When we get our bakery up and running in the next few months this bread
will be offered. I haven't any idea how to make this bread in a commercial
setting and was hoping someone on this list might descibe how they do it or
at least some helpful suggestions. The dough is very wet and handling is
very difficult. Maybe if someone had Ms. Fields email address I could ask
her how the Italian bakers did it. Thanks for any help."
I have no idea how the Italian bakers do it but from long experience of
making large (by domestic standards) batches (2 -3 kilos of flour) of
Coccodrillo and my own "Quick Coccodrillo Substitute" I have learned that
the dough can be handled easily (relatively<g>) as follows.
Mix several small batches not 1 large one, the dough climbs mixer paddles
with irritating ease. They can be combined after mixing with no problem.
USE LOTS OF FLOUR!! Blindingly obvious but it had to be said, flour the
bench, your hands, the bench knife, the ceiling (for when the dough drives
you to hurl it in frustration <g>).
DON'T "HANDLE" THE DOUGH, move it along the bench, divide it, plump it up,
portion it with a floured bench knife. The dough is extremely elastic and
it will move around a floured bench quite easily if you hold the knife
parallel to the bench at 30-45 degrees and slide the knife UNDER the dough.
Divide the dough into the desired sizes before proof rather than the final
dividing manoeuvre recommended by Ms Field.

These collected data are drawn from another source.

impl GroupScheduler {
    /// Build a schedule from plan items.
    ///
    /// Items are bucketed by `parallel_group` (absent means 0), buckets
    /// sorted ascending. Dependencies on the same or a later group are
    /// ignored for group-level ordering but still gate the individual task
    /// in [`ready_tasks_in_group`](Self::ready_tasks_in_group).
    pub fn build(items: Vec<PlanItem>) -> Result<(Self, Vec<ScheduleEvent>), ScheduleError> {
        if items.is_empty() {
            return Err(ScheduleError::EmptyPlan);
        }

        let mut group_of: HashMap<TaskId, u32> = HashMap::new();
        for item in &items {
            let group = item.parallel_group.unwrap_or(0);
            if group_of.insert(item.id.clone(), group).is_some() {
                return Err(ScheduleError::DuplicateTask(item.id.clone()));
            }
        }
        for item in &items {
            for dep in &item.dependencies {
                if !group_of.contains_key(dep) {
                    return Err(ScheduleError::UnknownDependency {
                        task: item.id.clone(),
                        dependency: dep.clone(),
                    });
                }
            }
        }

        let mut buckets: BTreeMap<u32, Vec<PlanItem>> = BTreeMap::new();
        for item in items {
            let group = item.parallel_group.unwrap_or(0);
            buckets.entry(group).or_default().push(item);
        }

        let mut groups = Vec::with_capacity(buckets.len());
        let mut total_tasks = 0u32;
        for (group_number, bucket) in buckets {
            let mut depends_on_groups: Vec<u32> = bucket
                .iter()
                .flat_map(|item| item.dependencies.iter())
                .filter_map(|dep| group_of.get(dep).copied())
                .filter(|dep_group| *dep_group < group_number)
                .collect();
            depends_on_groups.sort_unstable();
            depends_on_groups.dedup();

            let (execution_mode, execution_mode_rationale) = decide_execution_mode(&bucket);

            let tasks: Vec<GroupTask> = bucket
                .into_iter()
                .map(|item| GroupTask {
                    resolved_agent_type: item.agent_type.unwrap_or_default(),
                    parallel_group: group_number,
                    status: TaskStatus::Pending,
                    retry_count: 0,
                    error: None,
                    started_at_ms: None,
                    completed_at_ms: None,
                    item,
                })
                .collect();
            total_tasks += tasks.len() as u32;

            groups.push(ExecutionGroup {
                group_number,
                tasks,
                status: GroupStatus::Pending,
                execution_mode,
                execution_mode_rationale,
                depends_on_groups,
                started_at_ms: None,
                completed_at_ms: None,
                completed_count: 0,
                failed_count: 0,
                skipped_count: 0,
            });
        }

        let group_count = groups.len() as u32;
        let schedule = Schedule {
            groups,
            total_tasks,
            completed_tasks: 0,
            failed_tasks: 0,
            current_group_index: 0,
            status: ScheduleStatus::Pending,
        };

        Ok((
            Self { schedule, group_of },
            vec![ScheduleEvent::ScheduleBuilt {
                total_tasks,
                group_count,
            }],
        ))
    }

    /// Read-only view of the schedule.
    pub fn schedule(&self) -> &Schedule {
        &self.schedule
    }

    /// First pending group whose group dependencies are all satisfied
    /// (completed or partial). Flips it to ready and returns its number.
    pub fn next_ready_group(&mut self) -> Option<u32> {
        let satisfied: Vec<u32> = self
            .schedule
            .groups
            .iter()
            .filter(|g| g.status.satisfies_dependents())
            .map(|g| g.group_number)
            .collect();

        for group in &mut self.schedule.groups {
            if group.status != GroupStatus::Pending {
                continue;
            }
            if group
                .depends_on_groups
                .iter()
                .all(|dep| satisfied.contains(dep))
            {
                group.status = GroupStatus::Ready;
                return Some(group.group_number);
            }
        }
        None
    }

    /// Mark a ready group as running.
    pub fn mark_group_running(&mut self, group_number: u32, epoch_ms: u64) {
        if let Some(group) = self.group_mut(group_number) {
            group.status = GroupStatus::Running;
            group.started_at_ms = Some(epoch_ms);
        }
        if let Some(idx) = self
            .schedule
            .groups
            .iter()
            .position(|g| g.group_number == group_number)
        {
            self.schedule.current_group_index = idx;
        }
        self.schedule.status = ScheduleStatus::Running;
    }

    /// Pending tasks in a group whose dependencies (in any group) are all
    /// completed.
    pub fn ready_tasks_in_group(&self, group_number: u32) -> Vec<TaskId> {
        let Some(group) = self.schedule.group(group_number) else {
            return Vec::new();
        };
        group
            .tasks
            .iter()
            .filter(|t| t.status == TaskStatus::Pending)
            .filter(|t| {
                t.item
                    .dependencies
                    .iter()
                    .all(|dep| self.task_status(dep) == Some(TaskStatus::Completed))
            })
            .map(|t| t.id().clone())
            .collect()
    }

    /// Current status of a task, if it exists.
    pub fn task_status(&self, id: &TaskId) -> Option<TaskStatus> {
        let group_number = *self.group_of.get(id)?;
        self.schedule
            .group(group_number)?
            .task(id)
            .map(|t| t.status)
    }

    /// Look up a task's plan data.
    pub fn task(&self, id: &TaskId) -> Option<&GroupTask> {
        let group_number = *self.group_of.get(id)?;
        self.schedule.group(group_number)?.task(id)
    }

    /// Bump a task's retry counter and return the new value.
    pub fn increment_retry(&mut self, id: &TaskId) -> u32 {
        let Some(task) = self.task_mut(id) else {
            return 0;
        };
        task.retry_count += 1;
        task.retry_count
    }

    /// Update a task's status, maintaining counters and checking for group
    /// and schedule completion.
    pub fn update_task_status(
        &mut self,
        id: &TaskId,
        new_status: TaskStatus,
        error: Option<String>,
        epoch_ms: u64,
    ) -> Vec<ScheduleEvent> {
        let Some(group_number) = self.group_of.get(id).copied() else {
            return Vec::new();
        };
        let mut events = Vec::new();

        let old_status = {
            let Some(task) = self.task_mut(id) else {
                return Vec::new();
            };
            let old_status = task.status;
            // Terminal statuses never transition again
            if old_status.is_terminal() {
                return Vec::new();
            }
            task.status = new_status;
            task.error = error.clone();
            match new_status {
                TaskStatus::Running => task.started_at_ms = Some(epoch_ms),
                s if s.is_terminal() => task.completed_at_ms = Some(epoch_ms),
                _ => {}
            }
            old_status
        };
        if old_status != new_status {
            match new_status {
                TaskStatus::Completed => self.schedule.completed_tasks += 1,
                TaskStatus::Failed => self.schedule.failed_tasks += 1,
                _ => {}
            }
        }
        if let Some(group) = self.group_mut(group_number) {
            group.completed_count = group
                .tasks
                .iter()
                .filter(|t| t.status == TaskStatus::Completed)
                .count() as u32;
            group.failed_count = group
                .tasks
                .iter()
                .filter(|t| t.status == TaskStatus::Failed)
                .count() as u32;
            group.skipped_count = group
                .tasks
                .iter()
                .filter(|t| t.status == TaskStatus::Skipped)
                .count() as u32;
        }

        events.push(ScheduleEvent::TaskStatusChanged {
            task_id: id.clone(),
            group_number,
            status: new_status,
            error,
        });

        if new_status.is_terminal() {
            events.extend(self.check_group_completion(group_number, epoch_ms));
        }
        events
    }

    /// Skip every pending task that (transitively) depends on a failed
    /// task. Cascades run through [`update_task_status`](Self::update_task_status)
    /// so each skip is reported as its own transition.
    pub fn mark_dependent_tasks_blocked(
        &mut self,
        failed_id: &TaskId,
        epoch_ms: u64,
    ) -> Vec<ScheduleEvent> {
        let mut events = Vec::new();
        let dependents: Vec<TaskId> = self
            .schedule
            .groups
            .iter()
            .flat_map(|g| g.tasks.iter())
            .filter(|t| {
                t.status == TaskStatus::Pending && t.item.dependencies.contains(failed_id)
            })
            .map(|t| t.id().clone())
            .collect();

        for dependent in dependents {
            events.extend(self.update_task_status(
                &dependent,
                TaskStatus::Skipped,
                Some(format!("Blocked by failed task {}", failed_id)),
                epoch_ms,
            ));
            events.extend(self.mark_dependent_tasks_blocked(&dependent, epoch_ms));
        }
        events
    }

    fn check_group_completion(&mut self, group_number: u32, epoch_ms: u64) -> Vec<ScheduleEvent> {
        let mut events = Vec::new();
        let Some(group) = self.group_mut(group_number) else {
            return events;
        };
        if group.status.is_terminal() {
            return events;
        }
        let open = group
            .tasks
            .iter()
            .any(|t| matches!(t.status, TaskStatus::Pending | TaskStatus::Running));
        if open {
            return events;
        }

        group.completed_at_ms = Some(epoch_ms);
        group.status = if group.failed_count + group.skipped_count == 0 {
            GroupStatus::Completed
        } else if group.completed_count > 0 {
            GroupStatus::Partial
        } else {
            GroupStatus::Failed
        };
        events.push(ScheduleEvent::GroupCompleted {
            group_number,
            status: group.status,
            completed: group.completed_count,
            failed: group.failed_count,
            skipped: group.skipped_count,
        });

        events.extend(self.check_schedule_completion());
        events
    }

    fn check_schedule_completion(&mut self) -> Vec<ScheduleEvent> {
        let open = self
            .schedule
            .groups
            .iter()
            .any(|g| !g.status.is_terminal());
        if open || self.schedule.status.is_terminal() {
            return Vec::new();
        }

        let all_completed = self
            .schedule
            .groups
            .iter()
            .all(|g| g.status == GroupStatus::Completed);
        self.schedule.status = if all_completed {
            ScheduleStatus::Completed
        } else if self.schedule.completed_tasks > 0 {
            ScheduleStatus::Partial
        } else {
            ScheduleStatus::Failed
        };

        vec![ScheduleEvent::ScheduleCompleted {
            status: self.schedule.status,
            completed_tasks: self.schedule.completed_tasks,
            failed_tasks: self.schedule.failed_tasks,
        }]
    }

    fn group_mut(&mut self, group_number: u32) -> Option<&mut ExecutionGroup> {
        self.schedule
            .groups
            .iter_mut()
            .find(|g| g.group_number == group_number)
    }

    fn task_mut(&mut self, id: &TaskId) -> Option<&mut GroupTask> {
        let group_number = *self.group_of.get(id)?;
        self.group_mut(group_number)?
            .tasks
            .iter_mut()
            .find(|t| t.id() == id)
    }
}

Small "Cocodrillo Rolls" are a lot easier to handle and everybody just
loves them.
The bread, in my current version, is inverted, after proof, by flipping
over with a bench knife, picked up and stretched to shape. It is possible
and results are excellent.
See
<http://hometown.aol.co.uk/Wcsjohn/images/DSC00023.JPG>
and
<http://hometown.aol.co.uk/Wcsjohn/images/DSC00031.JPG>
Consider a buying a commercial version of the SuperPeel.